■ Instructions for the task
Report back each line of the data that contains the word "ends".

■ Input material
↓
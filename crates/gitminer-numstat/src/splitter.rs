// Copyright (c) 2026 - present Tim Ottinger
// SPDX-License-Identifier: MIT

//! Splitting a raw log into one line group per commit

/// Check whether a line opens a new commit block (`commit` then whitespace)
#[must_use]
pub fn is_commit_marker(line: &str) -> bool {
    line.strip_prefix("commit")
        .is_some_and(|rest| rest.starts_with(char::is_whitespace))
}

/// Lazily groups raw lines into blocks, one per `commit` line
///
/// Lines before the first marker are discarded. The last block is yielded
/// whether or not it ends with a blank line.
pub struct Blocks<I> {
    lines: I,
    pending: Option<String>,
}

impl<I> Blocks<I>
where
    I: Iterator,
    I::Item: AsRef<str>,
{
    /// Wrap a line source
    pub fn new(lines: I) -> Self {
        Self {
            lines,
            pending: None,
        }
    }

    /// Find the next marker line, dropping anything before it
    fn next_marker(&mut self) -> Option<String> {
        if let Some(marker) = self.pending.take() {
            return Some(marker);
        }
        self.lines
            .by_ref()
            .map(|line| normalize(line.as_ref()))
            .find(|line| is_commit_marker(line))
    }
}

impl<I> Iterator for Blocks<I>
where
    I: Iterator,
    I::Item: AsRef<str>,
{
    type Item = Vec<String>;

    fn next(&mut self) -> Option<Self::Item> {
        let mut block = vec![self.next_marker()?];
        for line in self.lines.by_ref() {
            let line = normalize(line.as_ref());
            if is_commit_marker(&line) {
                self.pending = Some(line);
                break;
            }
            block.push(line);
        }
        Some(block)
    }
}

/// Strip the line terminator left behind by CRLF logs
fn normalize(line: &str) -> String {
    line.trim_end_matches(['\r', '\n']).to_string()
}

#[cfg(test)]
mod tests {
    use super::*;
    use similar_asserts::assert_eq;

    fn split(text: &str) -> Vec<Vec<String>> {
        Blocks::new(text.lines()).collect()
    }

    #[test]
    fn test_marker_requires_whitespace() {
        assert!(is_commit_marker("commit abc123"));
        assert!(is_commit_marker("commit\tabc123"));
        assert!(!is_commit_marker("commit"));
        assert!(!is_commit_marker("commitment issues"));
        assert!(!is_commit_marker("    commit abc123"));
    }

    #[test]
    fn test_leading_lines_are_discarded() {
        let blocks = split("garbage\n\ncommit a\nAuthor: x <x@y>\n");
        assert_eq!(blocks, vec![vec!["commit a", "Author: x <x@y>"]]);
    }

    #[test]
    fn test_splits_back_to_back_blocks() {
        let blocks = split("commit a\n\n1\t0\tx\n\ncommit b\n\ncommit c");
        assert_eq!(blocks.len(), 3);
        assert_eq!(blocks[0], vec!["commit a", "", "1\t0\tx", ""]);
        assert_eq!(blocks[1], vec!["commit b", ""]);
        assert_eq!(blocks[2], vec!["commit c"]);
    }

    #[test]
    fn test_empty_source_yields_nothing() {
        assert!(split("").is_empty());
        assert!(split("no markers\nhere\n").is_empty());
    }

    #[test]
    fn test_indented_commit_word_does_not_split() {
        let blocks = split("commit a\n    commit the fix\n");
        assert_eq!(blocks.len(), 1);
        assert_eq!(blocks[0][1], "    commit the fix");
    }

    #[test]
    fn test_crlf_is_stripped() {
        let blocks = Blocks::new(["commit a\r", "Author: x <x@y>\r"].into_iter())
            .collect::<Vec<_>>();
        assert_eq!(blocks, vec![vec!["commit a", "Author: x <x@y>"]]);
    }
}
↑
↓
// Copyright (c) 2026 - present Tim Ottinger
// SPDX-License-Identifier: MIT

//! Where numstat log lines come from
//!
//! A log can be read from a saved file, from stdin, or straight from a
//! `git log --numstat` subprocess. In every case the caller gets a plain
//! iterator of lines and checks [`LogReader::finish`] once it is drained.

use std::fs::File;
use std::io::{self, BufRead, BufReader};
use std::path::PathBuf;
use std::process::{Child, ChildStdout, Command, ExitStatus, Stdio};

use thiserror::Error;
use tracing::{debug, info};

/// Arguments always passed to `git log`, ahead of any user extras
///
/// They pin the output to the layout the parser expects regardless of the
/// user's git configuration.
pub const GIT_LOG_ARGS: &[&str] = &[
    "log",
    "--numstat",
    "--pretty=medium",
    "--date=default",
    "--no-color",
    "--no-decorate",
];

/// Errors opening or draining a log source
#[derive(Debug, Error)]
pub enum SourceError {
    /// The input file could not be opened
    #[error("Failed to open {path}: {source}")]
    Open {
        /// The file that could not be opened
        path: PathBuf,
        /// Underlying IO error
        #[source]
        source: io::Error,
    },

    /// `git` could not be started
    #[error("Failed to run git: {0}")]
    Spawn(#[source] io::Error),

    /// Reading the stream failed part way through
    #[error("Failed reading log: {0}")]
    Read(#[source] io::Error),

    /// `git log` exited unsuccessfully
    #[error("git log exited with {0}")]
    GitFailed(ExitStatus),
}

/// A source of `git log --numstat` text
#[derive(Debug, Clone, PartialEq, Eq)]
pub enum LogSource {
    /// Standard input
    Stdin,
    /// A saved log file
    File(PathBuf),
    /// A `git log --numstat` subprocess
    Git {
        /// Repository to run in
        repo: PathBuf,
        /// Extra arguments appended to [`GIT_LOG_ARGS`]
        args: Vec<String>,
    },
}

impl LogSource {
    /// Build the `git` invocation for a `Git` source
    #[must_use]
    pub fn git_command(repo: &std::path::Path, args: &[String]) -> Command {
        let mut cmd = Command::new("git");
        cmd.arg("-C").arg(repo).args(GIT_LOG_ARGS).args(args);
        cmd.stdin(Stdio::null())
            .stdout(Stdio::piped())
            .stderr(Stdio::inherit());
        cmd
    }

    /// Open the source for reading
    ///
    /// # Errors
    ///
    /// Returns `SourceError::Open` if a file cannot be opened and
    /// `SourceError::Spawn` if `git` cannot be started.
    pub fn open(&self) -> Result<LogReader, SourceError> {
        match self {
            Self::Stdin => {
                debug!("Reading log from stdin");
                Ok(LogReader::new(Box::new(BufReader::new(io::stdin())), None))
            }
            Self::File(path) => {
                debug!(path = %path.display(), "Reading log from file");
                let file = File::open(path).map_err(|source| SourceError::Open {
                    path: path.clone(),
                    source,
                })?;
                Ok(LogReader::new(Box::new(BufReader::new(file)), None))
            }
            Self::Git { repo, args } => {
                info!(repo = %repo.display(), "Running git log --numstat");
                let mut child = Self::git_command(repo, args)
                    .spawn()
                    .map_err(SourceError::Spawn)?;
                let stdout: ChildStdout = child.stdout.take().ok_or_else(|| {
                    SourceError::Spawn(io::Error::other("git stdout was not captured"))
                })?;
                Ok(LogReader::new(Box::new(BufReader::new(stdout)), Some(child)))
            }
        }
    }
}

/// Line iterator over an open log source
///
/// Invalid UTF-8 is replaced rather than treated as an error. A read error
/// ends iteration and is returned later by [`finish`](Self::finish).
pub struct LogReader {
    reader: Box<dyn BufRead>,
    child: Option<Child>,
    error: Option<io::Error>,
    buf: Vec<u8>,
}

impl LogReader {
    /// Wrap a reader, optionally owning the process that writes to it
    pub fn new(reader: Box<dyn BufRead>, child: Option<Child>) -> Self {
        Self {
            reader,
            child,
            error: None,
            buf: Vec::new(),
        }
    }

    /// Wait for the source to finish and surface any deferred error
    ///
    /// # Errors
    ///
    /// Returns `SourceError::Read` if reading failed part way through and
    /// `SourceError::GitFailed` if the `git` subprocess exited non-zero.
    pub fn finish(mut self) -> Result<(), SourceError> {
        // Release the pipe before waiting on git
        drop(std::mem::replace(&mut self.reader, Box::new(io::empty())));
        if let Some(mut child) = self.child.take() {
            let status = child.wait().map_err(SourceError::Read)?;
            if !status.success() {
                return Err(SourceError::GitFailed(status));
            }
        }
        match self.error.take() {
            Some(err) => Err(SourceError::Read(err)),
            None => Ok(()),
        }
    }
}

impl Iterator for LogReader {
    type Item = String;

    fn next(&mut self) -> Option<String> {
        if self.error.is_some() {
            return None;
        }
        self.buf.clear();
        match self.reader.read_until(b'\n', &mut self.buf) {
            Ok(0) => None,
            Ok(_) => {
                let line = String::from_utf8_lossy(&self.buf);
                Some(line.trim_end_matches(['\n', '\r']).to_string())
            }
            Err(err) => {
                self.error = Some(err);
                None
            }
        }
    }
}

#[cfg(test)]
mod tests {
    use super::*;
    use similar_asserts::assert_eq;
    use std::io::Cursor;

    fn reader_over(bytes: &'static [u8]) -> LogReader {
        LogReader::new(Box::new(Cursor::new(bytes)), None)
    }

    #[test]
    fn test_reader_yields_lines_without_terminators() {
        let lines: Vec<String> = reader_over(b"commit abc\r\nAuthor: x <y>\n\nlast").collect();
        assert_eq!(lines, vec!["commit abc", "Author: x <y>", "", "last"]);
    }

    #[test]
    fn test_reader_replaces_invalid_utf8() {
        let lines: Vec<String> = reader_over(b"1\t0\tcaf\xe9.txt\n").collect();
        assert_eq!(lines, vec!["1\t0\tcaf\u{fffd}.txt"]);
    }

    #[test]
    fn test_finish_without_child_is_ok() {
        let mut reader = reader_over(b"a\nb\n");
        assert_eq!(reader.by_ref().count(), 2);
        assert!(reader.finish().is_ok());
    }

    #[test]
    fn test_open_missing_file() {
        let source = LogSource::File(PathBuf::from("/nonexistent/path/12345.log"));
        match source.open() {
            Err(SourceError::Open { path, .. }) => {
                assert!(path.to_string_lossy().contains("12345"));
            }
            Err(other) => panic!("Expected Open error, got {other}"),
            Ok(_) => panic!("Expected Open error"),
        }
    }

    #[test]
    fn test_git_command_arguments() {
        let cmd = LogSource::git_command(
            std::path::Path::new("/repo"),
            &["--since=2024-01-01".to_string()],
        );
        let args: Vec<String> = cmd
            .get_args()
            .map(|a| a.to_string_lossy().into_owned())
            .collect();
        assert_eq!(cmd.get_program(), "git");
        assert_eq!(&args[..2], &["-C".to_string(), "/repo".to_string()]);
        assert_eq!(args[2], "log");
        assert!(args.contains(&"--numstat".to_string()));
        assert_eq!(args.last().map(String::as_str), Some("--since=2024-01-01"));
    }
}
↑
■ Written reply
/// whether or not it ends with a blank line.
/// ends iteration and is returned later by [`finish`](Self::finish).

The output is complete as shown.